---- Provided material
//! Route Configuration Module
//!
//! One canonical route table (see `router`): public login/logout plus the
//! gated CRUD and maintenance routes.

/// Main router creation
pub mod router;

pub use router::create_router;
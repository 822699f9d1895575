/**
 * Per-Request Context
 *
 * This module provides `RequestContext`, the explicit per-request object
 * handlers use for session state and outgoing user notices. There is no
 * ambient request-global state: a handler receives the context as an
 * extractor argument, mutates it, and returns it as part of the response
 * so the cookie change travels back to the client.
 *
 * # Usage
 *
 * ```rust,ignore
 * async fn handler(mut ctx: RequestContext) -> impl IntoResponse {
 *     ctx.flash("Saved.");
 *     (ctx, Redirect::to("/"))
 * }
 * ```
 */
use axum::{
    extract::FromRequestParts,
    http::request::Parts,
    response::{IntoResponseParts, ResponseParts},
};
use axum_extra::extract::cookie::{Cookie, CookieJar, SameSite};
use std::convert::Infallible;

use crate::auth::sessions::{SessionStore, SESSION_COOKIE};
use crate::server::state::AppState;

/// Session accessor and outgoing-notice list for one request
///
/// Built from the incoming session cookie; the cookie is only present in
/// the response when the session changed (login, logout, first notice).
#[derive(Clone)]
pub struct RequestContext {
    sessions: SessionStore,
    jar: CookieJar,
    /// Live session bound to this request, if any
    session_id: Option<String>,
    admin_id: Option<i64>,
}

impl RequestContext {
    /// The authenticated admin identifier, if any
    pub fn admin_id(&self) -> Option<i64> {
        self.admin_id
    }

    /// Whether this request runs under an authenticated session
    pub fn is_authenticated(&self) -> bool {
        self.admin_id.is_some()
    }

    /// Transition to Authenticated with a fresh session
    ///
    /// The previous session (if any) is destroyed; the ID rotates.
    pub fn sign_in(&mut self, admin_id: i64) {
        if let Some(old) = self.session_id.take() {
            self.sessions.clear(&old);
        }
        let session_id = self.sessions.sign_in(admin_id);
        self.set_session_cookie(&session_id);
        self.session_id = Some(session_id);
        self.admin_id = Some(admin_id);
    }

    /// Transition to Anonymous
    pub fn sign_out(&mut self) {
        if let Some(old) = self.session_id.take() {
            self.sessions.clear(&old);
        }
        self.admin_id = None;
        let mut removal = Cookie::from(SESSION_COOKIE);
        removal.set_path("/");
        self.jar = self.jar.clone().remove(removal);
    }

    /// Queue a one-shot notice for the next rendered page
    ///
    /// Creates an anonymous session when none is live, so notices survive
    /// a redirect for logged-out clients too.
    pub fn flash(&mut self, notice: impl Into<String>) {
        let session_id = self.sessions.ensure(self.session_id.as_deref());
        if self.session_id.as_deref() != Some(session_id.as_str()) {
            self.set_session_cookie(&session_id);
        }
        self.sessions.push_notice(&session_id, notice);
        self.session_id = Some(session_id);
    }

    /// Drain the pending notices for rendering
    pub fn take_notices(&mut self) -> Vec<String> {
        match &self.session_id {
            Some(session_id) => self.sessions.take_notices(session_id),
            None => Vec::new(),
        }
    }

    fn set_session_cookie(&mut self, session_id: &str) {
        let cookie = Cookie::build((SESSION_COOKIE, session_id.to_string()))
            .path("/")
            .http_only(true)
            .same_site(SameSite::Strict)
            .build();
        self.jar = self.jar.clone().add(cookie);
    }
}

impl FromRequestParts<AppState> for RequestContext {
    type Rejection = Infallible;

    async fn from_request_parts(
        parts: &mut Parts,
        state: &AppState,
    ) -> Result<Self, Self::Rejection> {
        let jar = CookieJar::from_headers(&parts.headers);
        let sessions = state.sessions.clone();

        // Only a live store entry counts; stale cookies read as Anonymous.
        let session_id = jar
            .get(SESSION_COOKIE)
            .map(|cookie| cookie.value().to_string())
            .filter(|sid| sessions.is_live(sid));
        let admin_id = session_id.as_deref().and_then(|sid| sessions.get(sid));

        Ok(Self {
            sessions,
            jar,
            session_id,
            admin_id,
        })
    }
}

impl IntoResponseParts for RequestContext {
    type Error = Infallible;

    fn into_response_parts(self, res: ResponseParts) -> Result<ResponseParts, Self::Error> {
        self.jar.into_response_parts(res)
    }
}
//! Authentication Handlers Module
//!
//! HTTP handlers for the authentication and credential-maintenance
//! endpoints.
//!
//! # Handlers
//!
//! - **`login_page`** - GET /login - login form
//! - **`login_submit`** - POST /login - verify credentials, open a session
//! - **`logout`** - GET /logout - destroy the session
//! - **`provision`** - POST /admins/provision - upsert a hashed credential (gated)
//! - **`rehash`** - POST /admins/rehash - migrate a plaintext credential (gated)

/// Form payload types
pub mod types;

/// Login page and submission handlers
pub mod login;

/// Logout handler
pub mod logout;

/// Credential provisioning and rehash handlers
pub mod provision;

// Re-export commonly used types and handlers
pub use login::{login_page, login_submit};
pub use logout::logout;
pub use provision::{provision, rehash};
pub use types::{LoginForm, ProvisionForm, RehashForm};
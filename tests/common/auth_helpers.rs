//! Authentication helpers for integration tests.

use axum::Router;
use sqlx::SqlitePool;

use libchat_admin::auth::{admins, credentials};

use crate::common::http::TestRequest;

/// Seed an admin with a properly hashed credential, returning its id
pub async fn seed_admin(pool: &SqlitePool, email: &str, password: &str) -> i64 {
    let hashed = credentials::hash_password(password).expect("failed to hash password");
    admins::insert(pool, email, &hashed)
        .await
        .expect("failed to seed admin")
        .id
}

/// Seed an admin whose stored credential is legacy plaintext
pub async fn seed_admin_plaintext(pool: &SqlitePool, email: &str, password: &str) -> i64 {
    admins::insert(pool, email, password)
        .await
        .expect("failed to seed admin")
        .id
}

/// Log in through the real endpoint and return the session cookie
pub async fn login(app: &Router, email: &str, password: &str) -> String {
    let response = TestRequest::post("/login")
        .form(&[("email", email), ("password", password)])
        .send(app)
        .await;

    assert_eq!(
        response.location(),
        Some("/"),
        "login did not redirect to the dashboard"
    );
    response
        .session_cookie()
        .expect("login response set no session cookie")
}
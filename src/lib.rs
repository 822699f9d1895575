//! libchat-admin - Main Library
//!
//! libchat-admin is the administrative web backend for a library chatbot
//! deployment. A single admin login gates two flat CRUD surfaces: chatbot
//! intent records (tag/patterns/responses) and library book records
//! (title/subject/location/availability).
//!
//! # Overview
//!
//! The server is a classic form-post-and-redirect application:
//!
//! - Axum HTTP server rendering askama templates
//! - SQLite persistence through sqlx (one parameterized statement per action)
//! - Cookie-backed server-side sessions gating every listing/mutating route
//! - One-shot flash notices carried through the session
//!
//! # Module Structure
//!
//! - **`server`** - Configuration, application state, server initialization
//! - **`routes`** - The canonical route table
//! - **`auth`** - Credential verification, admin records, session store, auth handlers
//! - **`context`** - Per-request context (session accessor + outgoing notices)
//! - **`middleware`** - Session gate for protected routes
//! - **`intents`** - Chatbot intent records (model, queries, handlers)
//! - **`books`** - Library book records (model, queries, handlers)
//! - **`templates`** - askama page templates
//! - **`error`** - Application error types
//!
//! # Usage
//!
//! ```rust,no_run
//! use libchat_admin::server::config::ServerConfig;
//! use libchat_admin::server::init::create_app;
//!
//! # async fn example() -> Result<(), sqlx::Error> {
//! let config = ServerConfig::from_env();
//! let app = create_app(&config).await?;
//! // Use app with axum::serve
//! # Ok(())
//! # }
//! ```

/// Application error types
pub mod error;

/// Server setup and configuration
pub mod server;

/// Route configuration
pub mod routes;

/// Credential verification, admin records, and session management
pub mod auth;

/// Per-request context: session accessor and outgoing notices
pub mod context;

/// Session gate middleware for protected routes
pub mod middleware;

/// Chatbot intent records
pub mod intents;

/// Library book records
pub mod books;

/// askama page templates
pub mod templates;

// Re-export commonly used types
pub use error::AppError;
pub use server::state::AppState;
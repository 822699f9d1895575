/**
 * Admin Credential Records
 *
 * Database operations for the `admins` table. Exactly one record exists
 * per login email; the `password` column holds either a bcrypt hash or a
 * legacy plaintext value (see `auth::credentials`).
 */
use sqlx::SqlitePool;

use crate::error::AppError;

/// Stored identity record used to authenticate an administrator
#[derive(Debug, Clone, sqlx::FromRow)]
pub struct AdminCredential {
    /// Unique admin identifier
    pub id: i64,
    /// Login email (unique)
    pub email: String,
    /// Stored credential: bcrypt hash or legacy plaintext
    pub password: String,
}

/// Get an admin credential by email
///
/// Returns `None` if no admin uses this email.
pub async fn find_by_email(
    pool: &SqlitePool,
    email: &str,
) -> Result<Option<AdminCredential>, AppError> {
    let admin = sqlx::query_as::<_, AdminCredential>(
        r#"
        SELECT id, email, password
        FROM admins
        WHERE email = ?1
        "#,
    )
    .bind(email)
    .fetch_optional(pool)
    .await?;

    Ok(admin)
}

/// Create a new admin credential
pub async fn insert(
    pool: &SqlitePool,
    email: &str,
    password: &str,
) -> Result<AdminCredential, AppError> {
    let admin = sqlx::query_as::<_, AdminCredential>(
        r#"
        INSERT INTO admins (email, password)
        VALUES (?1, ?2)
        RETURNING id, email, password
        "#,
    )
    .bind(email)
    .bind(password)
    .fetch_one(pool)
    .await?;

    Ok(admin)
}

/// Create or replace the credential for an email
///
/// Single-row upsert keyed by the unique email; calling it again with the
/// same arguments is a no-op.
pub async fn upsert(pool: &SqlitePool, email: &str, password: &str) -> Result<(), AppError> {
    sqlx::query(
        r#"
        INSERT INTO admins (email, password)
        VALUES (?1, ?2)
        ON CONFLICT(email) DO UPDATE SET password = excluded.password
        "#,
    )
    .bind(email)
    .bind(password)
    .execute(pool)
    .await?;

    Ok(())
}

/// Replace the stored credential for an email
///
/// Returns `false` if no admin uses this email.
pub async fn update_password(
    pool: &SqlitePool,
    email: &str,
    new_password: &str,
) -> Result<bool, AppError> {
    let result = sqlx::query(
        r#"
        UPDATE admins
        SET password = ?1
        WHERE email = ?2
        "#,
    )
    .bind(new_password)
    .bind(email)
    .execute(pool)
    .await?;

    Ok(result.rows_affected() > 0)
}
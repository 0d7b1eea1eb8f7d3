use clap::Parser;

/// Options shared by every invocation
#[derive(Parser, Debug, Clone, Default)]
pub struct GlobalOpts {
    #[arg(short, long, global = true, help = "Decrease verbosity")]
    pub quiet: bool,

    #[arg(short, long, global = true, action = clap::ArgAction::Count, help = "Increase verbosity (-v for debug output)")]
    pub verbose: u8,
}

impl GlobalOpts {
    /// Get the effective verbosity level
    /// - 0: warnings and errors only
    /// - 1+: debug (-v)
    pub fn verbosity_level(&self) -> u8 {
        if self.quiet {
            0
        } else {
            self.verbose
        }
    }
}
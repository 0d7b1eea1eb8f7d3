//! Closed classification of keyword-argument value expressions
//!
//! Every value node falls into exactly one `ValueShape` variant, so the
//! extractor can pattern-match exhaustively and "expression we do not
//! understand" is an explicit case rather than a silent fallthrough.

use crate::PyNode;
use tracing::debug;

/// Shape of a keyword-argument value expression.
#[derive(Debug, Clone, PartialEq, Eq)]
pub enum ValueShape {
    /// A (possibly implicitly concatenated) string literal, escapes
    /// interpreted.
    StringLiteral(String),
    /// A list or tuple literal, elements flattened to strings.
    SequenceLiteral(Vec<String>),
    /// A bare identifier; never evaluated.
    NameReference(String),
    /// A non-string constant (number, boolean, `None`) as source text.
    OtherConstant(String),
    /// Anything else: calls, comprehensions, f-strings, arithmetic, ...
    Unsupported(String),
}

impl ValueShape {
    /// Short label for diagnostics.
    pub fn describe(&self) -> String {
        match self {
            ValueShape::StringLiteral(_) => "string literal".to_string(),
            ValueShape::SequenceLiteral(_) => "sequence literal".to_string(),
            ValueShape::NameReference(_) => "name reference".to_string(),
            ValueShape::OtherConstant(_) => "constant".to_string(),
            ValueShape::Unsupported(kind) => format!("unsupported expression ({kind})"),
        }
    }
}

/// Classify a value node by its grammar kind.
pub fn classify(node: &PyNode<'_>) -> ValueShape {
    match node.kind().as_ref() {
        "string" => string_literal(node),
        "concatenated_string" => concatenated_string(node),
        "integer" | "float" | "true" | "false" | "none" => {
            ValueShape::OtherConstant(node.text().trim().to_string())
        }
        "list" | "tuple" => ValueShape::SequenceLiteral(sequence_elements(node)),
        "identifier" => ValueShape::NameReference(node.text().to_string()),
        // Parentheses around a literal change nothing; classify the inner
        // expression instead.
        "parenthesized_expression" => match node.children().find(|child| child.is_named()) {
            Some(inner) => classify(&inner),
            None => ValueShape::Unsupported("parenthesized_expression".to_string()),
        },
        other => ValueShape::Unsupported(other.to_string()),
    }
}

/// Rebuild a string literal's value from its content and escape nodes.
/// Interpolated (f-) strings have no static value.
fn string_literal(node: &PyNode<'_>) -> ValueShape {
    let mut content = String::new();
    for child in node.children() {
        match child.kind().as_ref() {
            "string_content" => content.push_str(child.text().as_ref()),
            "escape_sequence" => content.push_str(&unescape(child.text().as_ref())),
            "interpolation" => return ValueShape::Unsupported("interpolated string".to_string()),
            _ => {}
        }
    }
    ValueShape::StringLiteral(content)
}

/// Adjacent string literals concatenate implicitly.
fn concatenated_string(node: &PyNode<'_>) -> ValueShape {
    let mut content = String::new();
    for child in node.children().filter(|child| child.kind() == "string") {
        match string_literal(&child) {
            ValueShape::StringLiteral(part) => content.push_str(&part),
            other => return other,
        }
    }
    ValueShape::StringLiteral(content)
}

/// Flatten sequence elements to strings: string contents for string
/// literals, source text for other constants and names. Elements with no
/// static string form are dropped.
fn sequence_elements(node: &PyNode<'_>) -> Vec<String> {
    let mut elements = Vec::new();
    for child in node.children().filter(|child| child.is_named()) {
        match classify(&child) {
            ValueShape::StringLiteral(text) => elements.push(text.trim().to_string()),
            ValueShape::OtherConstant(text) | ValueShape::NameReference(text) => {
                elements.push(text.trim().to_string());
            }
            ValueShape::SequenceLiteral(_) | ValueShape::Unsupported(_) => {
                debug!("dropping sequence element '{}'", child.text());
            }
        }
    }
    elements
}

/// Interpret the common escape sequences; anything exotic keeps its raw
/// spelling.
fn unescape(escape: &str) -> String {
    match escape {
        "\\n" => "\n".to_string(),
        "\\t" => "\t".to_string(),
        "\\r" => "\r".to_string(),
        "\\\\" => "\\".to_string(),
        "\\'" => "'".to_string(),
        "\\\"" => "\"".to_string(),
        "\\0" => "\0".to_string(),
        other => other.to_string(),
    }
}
--------
# [What the task asks]
Which lines of the data contain the word "IntoResponseParts"? Copy each one.

# [Task result]
    response::{IntoResponseParts, ResponseParts},
impl IntoResponseParts for RequestContext {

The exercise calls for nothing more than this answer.